### WORK TASK
Please retype the records below exactly, from the first line down to and including the line with "impl WarningSink for TracingSink".

---- TASK INPUT

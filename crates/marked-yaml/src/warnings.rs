//! Non-fatal reporting: warnings and deprecation notices.
//!
//! Construction never stops for these; they go to a [`WarningSink`] supplied
//! by the host. The default sink forwards to `tracing`.

use marked_origin::Origin;

/// Receiver for non-fatal notices emitted during construction.
pub trait WarningSink {
    /// An ordinary warning, e.g. a duplicate mapping key under the `Warn`
    /// policy.
    fn warning(&self, message: &str, origin: Option<&Origin>);

    /// A deprecation notice. `version` names the release the deprecated
    /// behavior is scheduled to disappear in, when known.
    fn deprecation(
        &self,
        message: &str,
        version: Option<&str>,
        origin: Option<&Origin>,
        help_text: Option<&str>,
    );
}

impl<S: WarningSink + ?Sized> WarningSink for std::rc::Rc<S> {
    fn warning(&self, message: &str, origin: Option<&Origin>) {
        (**self).warning(message, origin);
    }

    fn deprecation(
        &self,
        message: &str,
        version: Option<&str>,
        origin: Option<&Origin>,
        help_text: Option<&str>,
    ) {
        (**self).deprecation(message, version, origin, help_text);
    }
}

/// Default sink: forwards everything to `tracing` at WARN level.
#[derive(Debug, Default, Clone, Copy)]
pub struct TracingSink;

impl WarningSink for TracingSink {
    fn warning(&self, message: &str, origin: Option<&Origin>) {
        match origin {
            Some(origin) => tracing::warn!(%origin, "{message}"),
            None => tracing::warn!("{message}"),
        }
    }

    fn deprecation(
        &self,
        message: &str,
        version: Option<&str>,
        origin: Option<&Origin>,
        help_text: Option<&str>,
    ) {
        tracing::warn!(
            origin = ?origin,
            version = ?version,
            help = ?help_text,
            "deprecation: {message}"
        );
    }
}

/// A sink that records everything it receives. Hosts use it to surface
/// notices through their own reporting channel; the test suites use it for
/// assertions.
pub mod recording {
    use super::*;
    use std::cell::RefCell;

    /// See the module docs.
    #[derive(Debug, Default)]
    pub struct RecordingSink {
        pub warnings: RefCell<Vec<String>>,
        pub deprecations: RefCell<Vec<String>>,
    }

    impl WarningSink for RecordingSink {
        fn warning(&self, message: &str, _origin: Option<&Origin>) {
            self.warnings.borrow_mut().push(message.to_string());
        }

        fn deprecation(
            &self,
            message: &str,
            _version: Option<&str>,
            _origin: Option<&Origin>,
            _help_text: Option<&str>,
        ) {
            self.deprecations.borrow_mut().push(message.to_string());
        }
    }
}
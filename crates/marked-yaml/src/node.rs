//! Raw node tree assembled from the grammar engine's event stream.
//!
//! `yaml-rust2` exposes parsing as a marked event stream rather than a node
//! tree, so this module rebuilds the tree: a [`NodeBuilder`] implements
//! `MarkedEventReceiver` and stacks open collections until their end events
//! arrive. The resulting [`Node`]s carry document-relative 0-based positions
//! and canonicalized tag names; everything downstream (resolution,
//! construction, diagnostics) works on this tree.

use crate::error::Failure;
use yaml_rust2::parser::{Event, MarkedEventReceiver, Parser, Tag};
use yaml_rust2::scanner::{Marker, TScalarStyle};

/// A document-relative position, 0-based. Ordering is lexicographic on
/// (line, column).
#[derive(Debug, Clone, Copy, PartialEq, Eq, PartialOrd, Ord)]
pub(crate) struct Pos {
    pub line0: usize,
    pub col0: usize,
}

impl Pos {
    /// yaml-rust2 markers carry 1-based lines and 0-based columns.
    pub(crate) fn from_marker(marker: &Marker) -> Self {
        Self {
            line0: marker.line().saturating_sub(1),
            col0: marker.col(),
        }
    }
}

/// One node of the composed tree.
#[derive(Debug, Clone)]
pub(crate) struct Node {
    pub kind: NodeKind,
    /// Canonical explicit tag, e.g. `!unsafe` or `tag:yaml.org,2002:str`.
    pub tag: Option<String>,
    pub pos: Pos,
}

#[derive(Debug, Clone)]
pub(crate) enum NodeKind {
    Scalar {
        value: String,
        style: TScalarStyle,
    },
    Sequence(Vec<Node>),
    Mapping(Vec<(Node, Node)>),
}

impl Node {
    /// A copy of this node with its explicit tag cleared, so it resolves as
    /// if the tag were absent.
    pub fn untagged(&self) -> Node {
        Node {
            kind: self.kind.clone(),
            tag: None,
            pos: self.pos,
        }
    }
}

/// Compose `content` into a node tree; only the first document is kept.
pub(crate) fn compose(content: &str) -> Result<Option<Node>, Failure> {
    let mut parser = Parser::new_from_str(content);
    let mut builder = NodeBuilder::new();

    parser
        .load(&mut builder, false) // false = single document only
        .map_err(Failure::from_scan_error)?;

    builder.result()
}

/// Normalize a grammar-engine tag to one canonical spelling.
///
/// The standard handle arrives either pre-resolved (`tag:yaml.org,2002:`) or
/// as the shorthand `!!`, depending on how the document spelled it.
fn canonical_tag(tag: &Tag) -> String {
    match tag.handle.as_str() {
        "tag:yaml.org,2002:" | "!!" => format!("tag:yaml.org,2002:{}", tag.suffix),
        "!" => format!("!{}", tag.suffix),
        handle => format!("{handle}{}", tag.suffix),
    }
}

/// Builder that implements `MarkedEventReceiver` to assemble the node tree.
struct NodeBuilder {
    /// Stack of open collections.
    stack: Vec<BuildNode>,

    /// Completed anchored nodes, by anchor id.
    anchors: Vec<(usize, Node)>,

    /// The completed root node.
    root: Option<Node>,

    /// First composition error; events after it are ignored.
    error: Option<Failure>,
}

/// A collection being assembled.
enum BuildNode {
    Sequence {
        pos: Pos,
        tag: Option<String>,
        anchor_id: usize,
        items: Vec<Node>,
    },
    Mapping {
        pos: Pos,
        tag: Option<String>,
        anchor_id: usize,
        entries: Vec<(Node, Option<Node>)>,
    },
}

impl NodeBuilder {
    fn new() -> Self {
        Self {
            stack: Vec::new(),
            anchors: Vec::new(),
            root: None,
            error: None,
        }
    }

    fn result(self) -> Result<Option<Node>, Failure> {
        match self.error {
            Some(failure) => Err(failure),
            None => Ok(self.root),
        }
    }

    fn register_anchor(&mut self, anchor_id: usize, node: &Node) {
        // anchor id 0 means the node carries no anchor
        if anchor_id > 0 {
            self.anchors.push((anchor_id, node.clone()));
        }
    }

    fn lookup_anchor(&self, anchor_id: usize) -> Option<&Node> {
        self.anchors
            .iter()
            .find(|(id, _)| *id == anchor_id)
            .map(|(_, node)| node)
    }

    fn push_complete(&mut self, node: Node) {
        match self.stack.last_mut() {
            None => {
                self.root = Some(node);
            }
            Some(BuildNode::Sequence { items, .. }) => {
                items.push(node);
            }
            Some(BuildNode::Mapping { pos, entries, .. }) => {
                match entries.last_mut() {
                    Some((_, value @ None)) => {
                        *value = Some(node);
                    }
                    _ => {
                        // the engine reports an implicit block mapping only
                        // once its first key has been scanned, so the start
                        // marker lands past the key; pull the mapping's
                        // position back to the key. Flow mappings start at
                        // `{`, which precedes the key, and keep it.
                        if entries.is_empty() && node.pos < *pos {
                            *pos = node.pos;
                        }
                        entries.push((node, None));
                    }
                }
            }
        }
    }
}

impl MarkedEventReceiver for NodeBuilder {
    fn on_event(&mut self, ev: Event, marker: Marker) {
        if self.error.is_some() {
            return;
        }
        let pos = Pos::from_marker(&marker);

        match ev {
            Event::Nothing
            | Event::StreamStart
            | Event::StreamEnd
            | Event::DocumentStart
            | Event::DocumentEnd => {}

            Event::Scalar(value, style, anchor_id, tag) => {
                let node = Node {
                    kind: NodeKind::Scalar { value, style },
                    tag: tag.as_ref().map(canonical_tag),
                    pos,
                };
                self.register_anchor(anchor_id, &node);
                self.push_complete(node);
            }

            Event::SequenceStart(anchor_id, tag) => {
                self.stack.push(BuildNode::Sequence {
                    pos,
                    tag: tag.as_ref().map(canonical_tag),
                    anchor_id,
                    items: Vec::new(),
                });
            }

            Event::SequenceEnd => {
                let Some(BuildNode::Sequence {
                    pos,
                    tag,
                    anchor_id,
                    items,
                }) = self.stack.pop()
                else {
                    self.error = Some(Failure::unexpected(
                        "sequence end without a matching sequence start",
                    ));
                    return;
                };
                let node = Node {
                    kind: NodeKind::Sequence(items),
                    tag,
                    pos,
                };
                self.register_anchor(anchor_id, &node);
                self.push_complete(node);
            }

            Event::MappingStart(anchor_id, tag) => {
                self.stack.push(BuildNode::Mapping {
                    pos,
                    tag: tag.as_ref().map(canonical_tag),
                    anchor_id,
                    entries: Vec::new(),
                });
            }

            Event::MappingEnd => {
                let Some(BuildNode::Mapping {
                    pos,
                    tag,
                    anchor_id,
                    entries,
                }) = self.stack.pop()
                else {
                    self.error = Some(Failure::unexpected(
                        "mapping end without a matching mapping start",
                    ));
                    return;
                };
                let entries = entries
                    .into_iter()
                    .map(|(key, value)| {
                        // the engine emits an empty plain scalar for a
                        // missing value, so this arm is for an end event
                        // cutting an entry short; the same empty scalar
                        // (resolving to null) keeps the shapes identical
                        let value = value.unwrap_or(Node {
                            kind: NodeKind::Scalar {
                                value: String::new(),
                                style: TScalarStyle::Plain,
                            },
                            tag: None,
                            pos: key.pos,
                        });
                        (key, value)
                    })
                    .collect();
                let node = Node {
                    kind: NodeKind::Mapping(entries),
                    tag,
                    pos,
                };
                self.register_anchor(anchor_id, &node);
                self.push_complete(node);
            }

            Event::Alias(anchor_id) => {
                match self.lookup_anchor(anchor_id) {
                    Some(anchored) => {
                        // the alias reuses the anchored subtree, source
                        // positions included
                        let node = anchored.clone();
                        self.push_complete(node);
                    }
                    None => {
                        // either an undefined anchor or an alias back into a
                        // still-open collection (a self-referential node)
                        self.error = Some(Failure::syntax_at(
                            pos,
                            "found an alias to an undefined or still-open anchor",
                        ));
                    }
                }
            }
        }
    }
}

#[cfg(test)]
mod tests {
    use super::*;

    fn scalar_value(node: &Node) -> &str {
        match &node.kind {
            NodeKind::Scalar { value, .. } => value,
            other => panic!("expected scalar, got {other:?}"),
        }
    }

    #[test]
    fn test_compose_mapping_positions() {
        let root = compose("webster: daniel\noed: oxford\n").unwrap().unwrap();
        assert_eq!(root.pos, Pos { line0: 0, col0: 0 });

        let NodeKind::Mapping(entries) = &root.kind else {
            panic!("expected mapping");
        };
        assert_eq!(entries.len(), 2);
        assert_eq!(scalar_value(&entries[0].1), "daniel");
        assert_eq!(entries[0].1.pos, Pos { line0: 0, col0: 9 });
        assert_eq!(scalar_value(&entries[1].1), "oxford");
        assert_eq!(entries[1].1.pos, Pos { line0: 1, col0: 5 });
    }

    #[test]
    fn test_compose_tagged_sequence() {
        let root = compose("!unsafe [a, b]").unwrap().unwrap();
        assert_eq!(root.tag.as_deref(), Some("!unsafe"));
        let NodeKind::Sequence(items) = &root.kind else {
            panic!("expected sequence");
        };
        assert_eq!(items.len(), 2);
    }

    #[test]
    fn test_compose_standard_tag_canonicalized() {
        let root = compose("!!str 17").unwrap().unwrap();
        assert_eq!(root.tag.as_deref(), Some("tag:yaml.org,2002:str"));
    }

    #[test]
    fn test_compose_alias_reuses_anchor() {
        let root = compose("a: &x hello\nb: *x\n").unwrap().unwrap();
        let NodeKind::Mapping(entries) = &root.kind else {
            panic!("expected mapping");
        };
        assert_eq!(scalar_value(&entries[1].1), "hello");
        // alias keeps the anchored node's position
        assert_eq!(entries[1].1.pos, entries[0].1.pos);
    }

    #[test]
    fn test_compose_empty_document() {
        assert!(compose("").unwrap().is_none());
    }

    #[test]
    fn test_compose_missing_value_is_empty_plain_scalar() {
        let root = compose("a:\n").unwrap().unwrap();
        let NodeKind::Mapping(entries) = &root.kind else {
            panic!("expected mapping");
        };
        // resolves to null downstream
        assert_eq!(scalar_value(&entries[0].1), "");
        assert!(matches!(
            &entries[0].1.kind,
            NodeKind::Scalar {
                style: TScalarStyle::Plain,
                ..
            }
        ));
    }

    #[test]
    fn test_compose_nested_block_mapping_starts_at_first_key() {
        let root = compose("outer:\n  inner: 1\n").unwrap().unwrap();
        assert_eq!(root.pos, Pos { line0: 0, col0: 0 });
        let NodeKind::Mapping(entries) = &root.kind else {
            panic!("expected mapping");
        };
        assert_eq!(entries[0].1.pos, Pos { line0: 1, col0: 2 });
    }

    #[test]
    fn test_compose_flow_mapping_starts_at_brace() {
        let root = compose("m: {a: 1}\n").unwrap().unwrap();
        let NodeKind::Mapping(entries) = &root.kind else {
            panic!("expected mapping");
        };
        assert_eq!(entries[0].1.pos, Pos { line0: 0, col0: 3 });
    }

    #[test]
    fn test_compose_scan_error() {
        let err = compose("a: [1, 2\n").unwrap_err();
        assert!(err.is_position_bearing());
    }
}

--------

### RESPONSE BOX
filename crates/marked-yaml/src/warnings.rs
//! Non-fatal reporting: warnings and deprecation notices.
//!
//! Construction never stops for these; they go to a [`WarningSink`] supplied
//! by the host. The default sink forwards to `tracing`.

use marked_origin::Origin;

/// Receiver for non-fatal notices emitted during construction.
pub trait WarningSink {
    /// An ordinary warning, e.g. a duplicate mapping key under the `Warn`
    /// policy.
    fn warning(&self, message: &str, origin: Option<&Origin>);

    /// A deprecation notice. `version` names the release the deprecated
    /// behavior is scheduled to disappear in, when known.
    fn deprecation(
        &self,
        message: &str,
        version: Option<&str>,
        origin: Option<&Origin>,
        help_text: Option<&str>,
    );
}

impl<S: WarningSink + ?Sized> WarningSink for std::rc::Rc<S> {
    fn warning(&self, message: &str, origin: Option<&Origin>) {
        (**self).warning(message, origin);
    }

    fn deprecation(
        &self,
        message: &str,
        version: Option<&str>,
        origin: Option<&Origin>,
        help_text: Option<&str>,
    ) {
        (**self).deprecation(message, version, origin, help_text);
    }
}

/// Default sink: forwards everything to `tracing` at WARN level.
#[derive(Debug, Default, Clone, Copy)]
pub struct TracingSink;

impl WarningSink for TracingSink {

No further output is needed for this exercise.